Exercise details
In the records, each line holding "BookingServiceConfig" must be reported.

[[ Data records open ]]

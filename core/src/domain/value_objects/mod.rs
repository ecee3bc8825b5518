//! Value objects assembled by services for the presentation layer.

pub mod auth_response;
pub mod booking_view;
pub mod transaction;

pub use auth_response::AuthResponse;
pub use booking_view::{BookedTrainer, BookingCustomer, TrainerBookingView};
pub use transaction::{Transaction, TransactionKind};
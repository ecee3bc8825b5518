//! Trainer booking as returned to the caller who made it.

use chrono::{DateTime, Utc};
use serde::{Deserialize, Serialize};
use uuid::Uuid;

use crate::domain::entities::booking::{BookingStatus, PaymentStatus, TrainerBooking};
use crate::domain::entities::user::User;

/// Trainer details embedded in a booking response
#[derive(Debug, Clone, PartialEq, Serialize, Deserialize)]
pub struct BookedTrainer {
    pub name: String,
    pub rate: f64,
}

/// Customer details embedded in a booking response
#[derive(Debug, Clone, PartialEq, Eq, Serialize, Deserialize)]
pub struct BookingCustomer {
    pub name: String,
    pub email: String,
}

/// Booking enriched with trainer and customer details
///
/// Internal trainer and user identifiers are left out.
#[derive(Debug, Clone, PartialEq, Serialize, Deserialize)]
#[serde(rename_all = "camelCase")]
pub struct TrainerBookingView {
    pub id: Uuid,
    pub trainer: BookedTrainer,
    pub user: BookingCustomer,
    pub duration: u32,
    pub session_date: DateTime<Utc>,
    pub amount: f64,
    pub status: BookingStatus,
    pub payment_status: PaymentStatus,
    pub created_at: DateTime<Utc>,
}

impl TrainerBookingView {
    pub fn new(booking: &TrainerBooking, customer: &User) -> Self {
        Self {
            id: booking.id,
            trainer: BookedTrainer {
                name: booking.trainer_name.clone(),
                rate: booking.trainer_rate,
            },
            user: BookingCustomer {
                name: customer.name.clone(),
                email: customer.email.clone(),
            },
            duration: booking.duration,
            session_date: booking.session_date,
            amount: booking.amount,
            status: booking.status,
            payment_status: booking.payment_status,
            created_at: booking.created_at,
        }
    }
}
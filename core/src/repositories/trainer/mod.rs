#[path = "trait.rs"]
mod trait_;
#[cfg(any(test, feature = "testing"))]
mod mock;


pub use trait_::TrainerRepository;
#[cfg(any(test, feature = "testing"))]
pub use mock::MockTrainerRepository;
#[path = "trait.rs"]
mod trait_;
#[cfg(any(test, feature = "testing"))]
mod mock;


pub use trait_::UserRepository;
#[cfg(any(test, feature = "testing"))]
pub use mock::MockUserRepository;
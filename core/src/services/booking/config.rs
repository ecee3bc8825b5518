//! Configuration for the booking service

use std::time::Duration;

use gym_shared::config::BookingConfig;

/// Pricing and persistence limits for bookings
#[derive(Debug, Clone)]
pub struct BookingServiceConfig {
    /// Hourly price of a cardio gym session
    pub cardio_rate: f64,
    /// Hourly price of an exercise gym session
    pub exercise_rate: f64,
    /// Longest bookable trainer session, in hours
    pub max_trainer_hours: u32,
    /// Upper bound on a single save
    pub save_timeout: Duration,
}

impl Default for BookingServiceConfig {
    fn default() -> Self {
        Self::from(&BookingConfig::default())
    }
}

impl From<&BookingConfig> for BookingServiceConfig {
    fn from(config: &BookingConfig) -> Self {
        Self {
            cardio_rate: config.cardio_rate as f64,
            exercise_rate: config.exercise_rate as f64,
            max_trainer_hours: config.max_trainer_hours,
            save_timeout: Duration::from_secs(config.save_timeout_secs),
        }
    }
}
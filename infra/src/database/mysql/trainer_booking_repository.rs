//! MySQL implementation of the TrainerBookingRepository trait.

use async_trait::async_trait;
use chrono::{DateTime, Utc};
use sqlx::{MySqlPool, Row};
use uuid::Uuid;

use gym_core::domain::entities::booking::{BookingStatus, PaymentStatus, TrainerBooking};
use gym_core::errors::DomainError;
use gym_core::repositories::TrainerBookingRepository;

use super::{column_error, parse_uuid, read_error, write_error};

const TRAINER_BOOKING_COLUMNS: &str = "id, user_id, trainer_id, trainer_name, trainer_rate, \
     duration, session_date, amount, status, payment_status, created_at, updated_at";

/// MySQL implementation of TrainerBookingRepository
pub struct MySqlTrainerBookingRepository {
    pool: MySqlPool,
}

impl MySqlTrainerBookingRepository {
    pub fn new(pool: MySqlPool) -> Self {
        Self { pool }
    }

    fn row_to_booking(row: &sqlx::mysql::MySqlRow) -> Result<TrainerBooking, DomainError> {
        let id: String = row.try_get("id").map_err(|e| column_error("id", e))?;
        let user_id: String = row
            .try_get("user_id")
            .map_err(|e| column_error("user_id", e))?;
        let trainer_id: String = row
            .try_get("trainer_id")
            .map_err(|e| column_error("trainer_id", e))?;
        let status: String = row.try_get("status").map_err(|e| column_error("status", e))?;
        let payment_status: String = row
            .try_get("payment_status")
            .map_err(|e| column_error("payment_status", e))?;

        Ok(TrainerBooking {
            id: parse_uuid("id", &id)?,
            user_id: parse_uuid("user_id", &user_id)?,
            trainer_id: parse_uuid("trainer_id", &trainer_id)?,
            trainer_name: row
                .try_get("trainer_name")
                .map_err(|e| column_error("trainer_name", e))?,
            trainer_rate: row
                .try_get("trainer_rate")
                .map_err(|e| column_error("trainer_rate", e))?,
            duration: row
                .try_get("duration")
                .map_err(|e| column_error("duration", e))?,
            session_date: row
                .try_get::<DateTime<Utc>, _>("session_date")
                .map_err(|e| column_error("session_date", e))?,
            amount: row.try_get("amount").map_err(|e| column_error("amount", e))?,
            status: BookingStatus::parse(&status)
                .ok_or_else(|| column_error("status", format!("unknown value {}", status)))?,
            payment_status: PaymentStatus::parse(&payment_status).ok_or_else(|| {
                column_error("payment_status", format!("unknown value {}", payment_status))
            })?,
            created_at: row
                .try_get::<DateTime<Utc>, _>("created_at")
                .map_err(|e| column_error("created_at", e))?,
            updated_at: row
                .try_get::<DateTime<Utc>, _>("updated_at")
                .map_err(|e| column_error("updated_at", e))?,
        })
    }

    async fn find_for_user(
        &self,
        booking_id: Uuid,
        user_id: Uuid,
    ) -> Result<Option<TrainerBooking>, DomainError> {
        let query = format!(
            "SELECT {} FROM trainer_bookings WHERE id = ? AND user_id = ? LIMIT 1",
            TRAINER_BOOKING_COLUMNS
        );

        let row = sqlx::query(&query)
            .bind(booking_id.to_string())
            .bind(user_id.to_string())
            .fetch_optional(&self.pool)
            .await
            .map_err(read_error)?;

        row.as_ref().map(Self::row_to_booking).transpose()
    }
}

#[async_trait]
impl TrainerBookingRepository for MySqlTrainerBookingRepository {
    async fn create_if_trainer_exists(
        &self,
        booking: TrainerBooking,
    ) -> Result<Option<TrainerBooking>, DomainError> {
        // Single statement: no row is inserted unless the trainer row exists
        let query = r#"
            INSERT INTO trainer_bookings (
                id, user_id, trainer_id, trainer_name, trainer_rate,
                duration, session_date, amount, status, payment_status,
                created_at, updated_at
            )
            SELECT ?, ?, t.id, ?, ?, ?, ?, ?, ?, ?, ?, ?
            FROM trainers t
            WHERE t.id = ?
        "#;

        let result = sqlx::query(query)
            .bind(booking.id.to_string())
            .bind(booking.user_id.to_string())
            .bind(&booking.trainer_name)
            .bind(booking.trainer_rate)
            .bind(booking.duration)
            .bind(booking.session_date)
            .bind(booking.amount)
            .bind(booking.status.as_str())
            .bind(booking.payment_status.as_str())
            .bind(booking.created_at)
            .bind(booking.updated_at)
            .bind(booking.trainer_id.to_string())
            .execute(&self.pool)
            .await
            .map_err(|e| write_error(e, "create trainer booking", &[]))?;

        if result.rows_affected() == 0 {
            tracing::warn!(
                trainer_id = %booking.trainer_id,
                "Trainer booking not stored: trainer no longer exists"
            );
            return Ok(None);
        }

        Ok(Some(booking))
    }

    async fn find_by_id(&self, id: Uuid) -> Result<Option<TrainerBooking>, DomainError> {
        let query = format!(
            "SELECT {} FROM trainer_bookings WHERE id = ? LIMIT 1",
            TRAINER_BOOKING_COLUMNS
        );

        let row = sqlx::query(&query)
            .bind(id.to_string())
            .fetch_optional(&self.pool)
            .await
            .map_err(read_error)?;

        row.as_ref().map(Self::row_to_booking).transpose()
    }

    async fn cancel_for_user(
        &self,
        booking_id: Uuid,
        user_id: Uuid,
    ) -> Result<Option<TrainerBooking>, DomainError> {
        // updated_at is assigned first so it still sees the old status
        let query = r#"
            UPDATE trainer_bookings SET
                updated_at = IF(status = ?, updated_at, ?),
                status = ?
            WHERE id = ? AND user_id = ?
        "#;

        let cancelled = BookingStatus::Cancelled.as_str();
        sqlx::query(query)
            .bind(cancelled)
            .bind(Utc::now())
            .bind(cancelled)
            .bind(booking_id.to_string())
            .bind(user_id.to_string())
            .execute(&self.pool)
            .await
            .map_err(|e| write_error(e, "cancel trainer booking", &[]))?;

        self.find_for_user(booking_id, user_id).await
    }

    async fn list_by_user(&self, user_id: Uuid) -> Result<Vec<TrainerBooking>, DomainError> {
        let query = format!(
            "SELECT {} FROM trainer_bookings WHERE user_id = ? ORDER BY created_at DESC",
            TRAINER_BOOKING_COLUMNS
        );

        let rows = sqlx::query(&query)
            .bind(user_id.to_string())
            .fetch_all(&self.pool)
            .await
            .map_err(read_error)?;

        rows.iter().map(Self::row_to_booking).collect()
    }
}
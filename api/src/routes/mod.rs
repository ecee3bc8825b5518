//! Route handlers grouped by resource
//!
//! - `user` - registration, signin, profile and account management
//! - `auth` - access token refresh
//! - `trainers` - trainer directory and trainer session bookings
//! - `bookings` - gym session bookings

pub mod auth;
pub mod bookings;
pub mod session;
pub mod trainers;
pub mod user;
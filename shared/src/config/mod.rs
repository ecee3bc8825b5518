//! Configuration module with business-specific sub-modules
//!
//! - `auth` - JWT secrets, token lifetimes, session cookies and the admin key
//! - `booking` - pricing and save timeout for bookings
//! - `database` - MySQL connection pool settings
//! - `environment` - environment detection
//! - `server` - HTTP bind address and CORS

pub mod auth;
pub mod booking;
pub mod database;
pub mod environment;
pub mod server;

use serde::{Deserialize, Serialize};

pub use auth::{AuthConfig, JwtConfig, SessionConfig};
pub use booking::BookingConfig;
pub use database::DatabaseConfig;
pub use environment::Environment;
pub use server::{CorsConfig, ServerConfig};

/// Complete application configuration combining all sub-configurations
#[derive(Debug, Clone, Deserialize, Serialize)]
pub struct AppConfig {
    /// Environment configuration
    pub environment: Environment,

    /// Server configuration
    pub server: ServerConfig,

    /// Database configuration
    pub database: DatabaseConfig,

    /// Authentication configuration
    pub auth: AuthConfig,

    /// Booking pricing and timeouts
    #[serde(default)]
    pub booking: BookingConfig,

    /// CORS configuration
    #[serde(default)]
    pub cors: CorsConfig,
}

impl Default for AppConfig {
    fn default() -> Self {
        Self {
            environment: Environment::default(),
            server: ServerConfig::default(),
            database: DatabaseConfig::default(),
            auth: AuthConfig::default(),
            booking: BookingConfig::default(),
            cors: CorsConfig::default(),
        }
    }
}

impl AppConfig {
    /// Load configuration from environment variables
    ///
    /// Values not present in the environment fall back to development defaults.
    /// Production always issues `Secure` cookies.
    pub fn from_env() -> Self {
        let environment = Environment::from_env();
        let mut auth = AuthConfig::from_env();
        if environment.is_production() {
            auth.session.secure = true;
        }

        Self {
            environment,
            server: ServerConfig::from_env(),
            database: DatabaseConfig::from_env(),
            auth,
            booking: BookingConfig::from_env(),
            cors: CorsConfig::from_env(),
        }
    }

    /// Check that the configuration is safe to run with
    ///
    /// Production must not run with the built-in development secrets.
    pub fn validate(&self) -> Result<(), String> {
        if self.environment.is_production() && self.auth.jwt.is_using_default_secret() {
            return Err("JWT_SECRET and JWT_REFRESH_SECRET must be set in production".to_string());
        }
        if self.auth.jwt.secret == self.auth.jwt.refresh_secret {
            return Err("Access and refresh tokens must be signed with different secrets".to_string());
        }
        Ok(())
    }
}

[[ Data records closed ]]

Answer box
pub struct BookingServiceConfig {
impl Default for BookingServiceConfig {
impl From<&BookingConfig> for BookingServiceConfig {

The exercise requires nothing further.